What is being asked
Only one stretch of the data below should be repeated: the lines from the line containing "H24 never existed." through the line containing "assert_eq!(again.removed(), 0);", inclusive, exactly as they are.

Record set
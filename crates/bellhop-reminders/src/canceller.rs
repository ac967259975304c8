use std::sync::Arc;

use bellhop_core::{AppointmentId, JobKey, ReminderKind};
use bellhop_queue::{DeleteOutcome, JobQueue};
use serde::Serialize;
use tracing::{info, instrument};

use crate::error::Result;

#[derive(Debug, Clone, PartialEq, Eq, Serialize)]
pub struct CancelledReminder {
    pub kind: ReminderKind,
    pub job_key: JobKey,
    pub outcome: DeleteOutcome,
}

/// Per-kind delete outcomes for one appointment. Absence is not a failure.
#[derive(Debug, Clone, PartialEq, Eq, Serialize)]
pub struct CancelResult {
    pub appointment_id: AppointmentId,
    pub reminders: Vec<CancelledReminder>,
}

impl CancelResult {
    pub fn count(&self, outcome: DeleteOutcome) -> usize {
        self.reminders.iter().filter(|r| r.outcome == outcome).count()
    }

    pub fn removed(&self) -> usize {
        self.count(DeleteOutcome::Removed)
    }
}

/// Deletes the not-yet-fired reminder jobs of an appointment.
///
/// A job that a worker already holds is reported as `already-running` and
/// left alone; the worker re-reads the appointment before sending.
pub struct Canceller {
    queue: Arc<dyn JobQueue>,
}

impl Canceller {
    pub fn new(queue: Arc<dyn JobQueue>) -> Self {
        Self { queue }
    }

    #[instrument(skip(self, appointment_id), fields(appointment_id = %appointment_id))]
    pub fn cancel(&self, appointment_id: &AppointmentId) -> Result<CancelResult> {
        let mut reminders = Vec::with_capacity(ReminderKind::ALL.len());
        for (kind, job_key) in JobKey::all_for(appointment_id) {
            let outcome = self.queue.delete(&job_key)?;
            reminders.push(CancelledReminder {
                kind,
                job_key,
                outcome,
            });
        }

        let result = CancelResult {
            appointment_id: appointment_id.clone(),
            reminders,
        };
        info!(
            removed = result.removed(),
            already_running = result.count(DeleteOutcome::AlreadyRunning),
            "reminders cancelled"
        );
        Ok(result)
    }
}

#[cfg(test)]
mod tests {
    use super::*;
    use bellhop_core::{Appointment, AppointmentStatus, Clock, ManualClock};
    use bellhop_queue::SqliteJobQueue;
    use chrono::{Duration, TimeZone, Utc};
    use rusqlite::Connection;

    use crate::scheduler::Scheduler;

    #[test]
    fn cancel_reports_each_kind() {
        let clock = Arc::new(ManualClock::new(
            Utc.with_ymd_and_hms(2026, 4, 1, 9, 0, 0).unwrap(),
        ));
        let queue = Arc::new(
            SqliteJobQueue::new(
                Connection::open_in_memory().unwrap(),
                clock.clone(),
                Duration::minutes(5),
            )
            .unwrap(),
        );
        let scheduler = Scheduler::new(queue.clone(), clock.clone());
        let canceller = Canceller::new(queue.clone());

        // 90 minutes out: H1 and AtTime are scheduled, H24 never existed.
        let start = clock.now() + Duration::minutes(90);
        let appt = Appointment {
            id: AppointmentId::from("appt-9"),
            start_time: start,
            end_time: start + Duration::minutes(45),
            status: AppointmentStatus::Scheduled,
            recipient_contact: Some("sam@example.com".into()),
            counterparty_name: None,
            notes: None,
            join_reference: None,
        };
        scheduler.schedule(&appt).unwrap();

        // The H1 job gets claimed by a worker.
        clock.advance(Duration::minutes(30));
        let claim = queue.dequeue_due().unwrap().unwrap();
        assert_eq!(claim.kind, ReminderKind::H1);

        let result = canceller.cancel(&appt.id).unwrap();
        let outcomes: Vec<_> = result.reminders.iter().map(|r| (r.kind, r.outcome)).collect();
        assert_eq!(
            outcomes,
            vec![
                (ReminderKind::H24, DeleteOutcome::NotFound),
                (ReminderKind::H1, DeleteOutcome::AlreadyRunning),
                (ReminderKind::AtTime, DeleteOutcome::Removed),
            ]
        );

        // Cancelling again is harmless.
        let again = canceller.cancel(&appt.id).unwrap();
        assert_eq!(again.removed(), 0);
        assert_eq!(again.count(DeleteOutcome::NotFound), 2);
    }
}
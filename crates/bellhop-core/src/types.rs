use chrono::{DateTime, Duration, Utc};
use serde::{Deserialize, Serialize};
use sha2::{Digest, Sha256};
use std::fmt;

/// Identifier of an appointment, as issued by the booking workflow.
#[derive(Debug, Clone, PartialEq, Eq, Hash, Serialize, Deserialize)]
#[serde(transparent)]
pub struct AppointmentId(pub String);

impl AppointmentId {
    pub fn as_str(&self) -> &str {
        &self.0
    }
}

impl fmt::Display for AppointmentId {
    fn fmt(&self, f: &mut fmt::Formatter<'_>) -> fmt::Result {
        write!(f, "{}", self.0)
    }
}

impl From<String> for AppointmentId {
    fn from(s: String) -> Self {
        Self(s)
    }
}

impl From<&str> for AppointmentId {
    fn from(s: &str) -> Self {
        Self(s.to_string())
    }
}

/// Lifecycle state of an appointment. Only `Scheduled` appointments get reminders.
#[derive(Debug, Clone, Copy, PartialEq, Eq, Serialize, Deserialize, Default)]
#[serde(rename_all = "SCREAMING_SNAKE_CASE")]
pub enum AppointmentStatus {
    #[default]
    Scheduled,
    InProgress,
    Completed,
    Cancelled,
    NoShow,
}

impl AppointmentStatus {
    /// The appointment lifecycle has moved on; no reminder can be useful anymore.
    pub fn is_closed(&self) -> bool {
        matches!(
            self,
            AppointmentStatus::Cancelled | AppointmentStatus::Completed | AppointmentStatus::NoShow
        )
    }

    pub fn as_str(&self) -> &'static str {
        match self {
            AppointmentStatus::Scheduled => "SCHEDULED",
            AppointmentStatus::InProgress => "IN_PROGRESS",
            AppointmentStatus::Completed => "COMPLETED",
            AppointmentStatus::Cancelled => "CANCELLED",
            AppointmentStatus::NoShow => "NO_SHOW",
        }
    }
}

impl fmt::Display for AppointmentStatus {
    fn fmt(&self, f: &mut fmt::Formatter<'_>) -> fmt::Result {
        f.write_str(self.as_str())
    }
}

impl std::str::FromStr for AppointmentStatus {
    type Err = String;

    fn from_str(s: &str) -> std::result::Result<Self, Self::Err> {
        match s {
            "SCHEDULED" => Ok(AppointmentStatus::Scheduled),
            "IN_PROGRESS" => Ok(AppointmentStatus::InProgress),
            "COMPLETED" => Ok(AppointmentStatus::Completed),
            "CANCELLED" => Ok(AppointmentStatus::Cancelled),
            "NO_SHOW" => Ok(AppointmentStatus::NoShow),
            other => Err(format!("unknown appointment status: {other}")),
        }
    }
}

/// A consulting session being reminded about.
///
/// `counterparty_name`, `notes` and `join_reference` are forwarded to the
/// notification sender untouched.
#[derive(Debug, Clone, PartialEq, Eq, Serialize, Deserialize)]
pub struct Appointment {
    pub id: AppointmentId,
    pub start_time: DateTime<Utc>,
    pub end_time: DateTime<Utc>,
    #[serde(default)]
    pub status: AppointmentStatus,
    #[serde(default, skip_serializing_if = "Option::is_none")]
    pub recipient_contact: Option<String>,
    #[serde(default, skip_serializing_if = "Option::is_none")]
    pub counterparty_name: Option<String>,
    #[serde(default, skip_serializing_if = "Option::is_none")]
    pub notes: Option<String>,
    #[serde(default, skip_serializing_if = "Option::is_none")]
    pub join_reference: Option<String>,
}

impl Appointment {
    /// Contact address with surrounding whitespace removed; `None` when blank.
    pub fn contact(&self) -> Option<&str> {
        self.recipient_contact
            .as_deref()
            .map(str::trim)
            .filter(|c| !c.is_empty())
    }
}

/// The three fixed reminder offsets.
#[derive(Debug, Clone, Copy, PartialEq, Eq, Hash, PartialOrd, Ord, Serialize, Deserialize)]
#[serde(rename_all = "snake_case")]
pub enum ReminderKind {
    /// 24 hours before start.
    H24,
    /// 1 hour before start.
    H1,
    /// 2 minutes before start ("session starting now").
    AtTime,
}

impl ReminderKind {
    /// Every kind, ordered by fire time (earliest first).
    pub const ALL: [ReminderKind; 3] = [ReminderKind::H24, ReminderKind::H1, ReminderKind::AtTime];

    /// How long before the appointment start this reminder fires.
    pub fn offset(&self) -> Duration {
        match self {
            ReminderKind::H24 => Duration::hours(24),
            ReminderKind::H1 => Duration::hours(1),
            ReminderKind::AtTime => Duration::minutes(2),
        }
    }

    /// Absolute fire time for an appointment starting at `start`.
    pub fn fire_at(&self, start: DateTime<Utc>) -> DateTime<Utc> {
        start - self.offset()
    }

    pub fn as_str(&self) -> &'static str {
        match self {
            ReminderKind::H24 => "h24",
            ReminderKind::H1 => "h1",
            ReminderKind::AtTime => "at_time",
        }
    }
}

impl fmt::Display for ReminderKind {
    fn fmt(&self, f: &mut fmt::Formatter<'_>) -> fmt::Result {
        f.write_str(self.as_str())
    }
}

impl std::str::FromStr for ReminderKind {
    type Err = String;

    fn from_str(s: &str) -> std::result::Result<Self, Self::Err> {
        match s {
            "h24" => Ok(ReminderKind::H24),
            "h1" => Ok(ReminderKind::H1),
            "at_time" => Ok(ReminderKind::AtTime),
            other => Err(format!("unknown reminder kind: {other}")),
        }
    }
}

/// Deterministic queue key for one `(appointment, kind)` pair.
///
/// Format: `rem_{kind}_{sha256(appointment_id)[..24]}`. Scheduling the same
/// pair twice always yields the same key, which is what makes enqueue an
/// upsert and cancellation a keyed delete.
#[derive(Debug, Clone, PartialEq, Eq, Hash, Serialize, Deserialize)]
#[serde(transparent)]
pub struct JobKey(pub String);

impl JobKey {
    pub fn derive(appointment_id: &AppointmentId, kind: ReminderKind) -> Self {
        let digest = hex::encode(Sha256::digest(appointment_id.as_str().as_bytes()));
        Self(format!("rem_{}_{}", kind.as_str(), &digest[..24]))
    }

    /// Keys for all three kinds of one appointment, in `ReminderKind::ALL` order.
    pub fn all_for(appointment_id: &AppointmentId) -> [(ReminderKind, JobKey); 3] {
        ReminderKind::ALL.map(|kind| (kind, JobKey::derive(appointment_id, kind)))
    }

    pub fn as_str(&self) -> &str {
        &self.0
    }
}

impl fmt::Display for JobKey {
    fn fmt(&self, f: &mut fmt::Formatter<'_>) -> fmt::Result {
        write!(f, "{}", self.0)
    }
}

Response to this task
        // 90 minutes out: H1 and AtTime are scheduled, H24 never existed.
        let start = clock.now() + Duration::minutes(90);
        let appt = Appointment {
            id: AppointmentId::from("appt-9"),
            start_time: start,
            end_time: start + Duration::minutes(45),
            status: AppointmentStatus::Scheduled,
            recipient_contact: Some("sam@example.com".into()),
            counterparty_name: None,
            notes: None,
            join_reference: None,
        };
        scheduler.schedule(&appt).unwrap();

        // The H1 job gets claimed by a worker.
        clock.advance(Duration::minutes(30));
        let claim = queue.dequeue_due().unwrap().unwrap();
        assert_eq!(claim.kind, ReminderKind::H1);

        let result = canceller.cancel(&appt.id).unwrap();
        let outcomes: Vec<_> = result.reminders.iter().map(|r| (r.kind, r.outcome)).collect();
        assert_eq!(
            outcomes,
            vec![
                (ReminderKind::H24, DeleteOutcome::NotFound),
                (ReminderKind::H1, DeleteOutcome::AlreadyRunning),
                (ReminderKind::AtTime, DeleteOutcome::Removed),
            ]
        );

        // Cancelling again is harmless.
        let again = canceller.cancel(&appt.id).unwrap();
        assert_eq!(again.removed(), 0);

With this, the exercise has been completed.